| Task objective |
Check each line of the data for "store", and copy the ones that have it.

| Given information |
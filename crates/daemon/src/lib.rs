//! recstation
//!
//! Recording back end: reservation scheduling across tuners, recording
//! capture, encode and HLS stream supervision in a worker process, and the
//! control channel between the two processes.

pub mod concurrency;
pub mod control;
pub mod daemon;
pub mod encode;
pub mod ipc;
pub mod logging;
pub mod metrics;
pub mod metrics_server;
pub mod model;
pub mod process;
pub mod recorder;
pub mod scheduler;
pub mod store;
pub mod stream;
pub mod worker;

pub use recstation_config as config;
pub use recstation_config::Config;
pub use concurrency::{derive_plan, ConcurrencyPlan};
pub use daemon::{run_worker, Daemon, DaemonError};
pub use encode::{EncodeError, EncodeOutcome, EncodeProgram, EncodeSupervisor};
pub use ipc::{IpcClient, IpcError, IpcServer};
pub use logging::init_logging;
pub use metrics::{new_shared_status, SharedStatus, StatusSnapshot};
pub use metrics_server::{create_metrics_router, run_metrics_server, ServerError};
pub use recorder::{RecordError, Recorder};
pub use scheduler::{recompute, ReservationManager, ReserveError, Schedule, ScheduleError};
pub use store::{MemoryStore, Store, StoreError};
pub use stream::{StreamError, StreamManager, StreamSource, StreamState};
pub use worker::Worker;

| Exercise output |
pub mod store;
pub use store::{MemoryStore, Store, StoreError};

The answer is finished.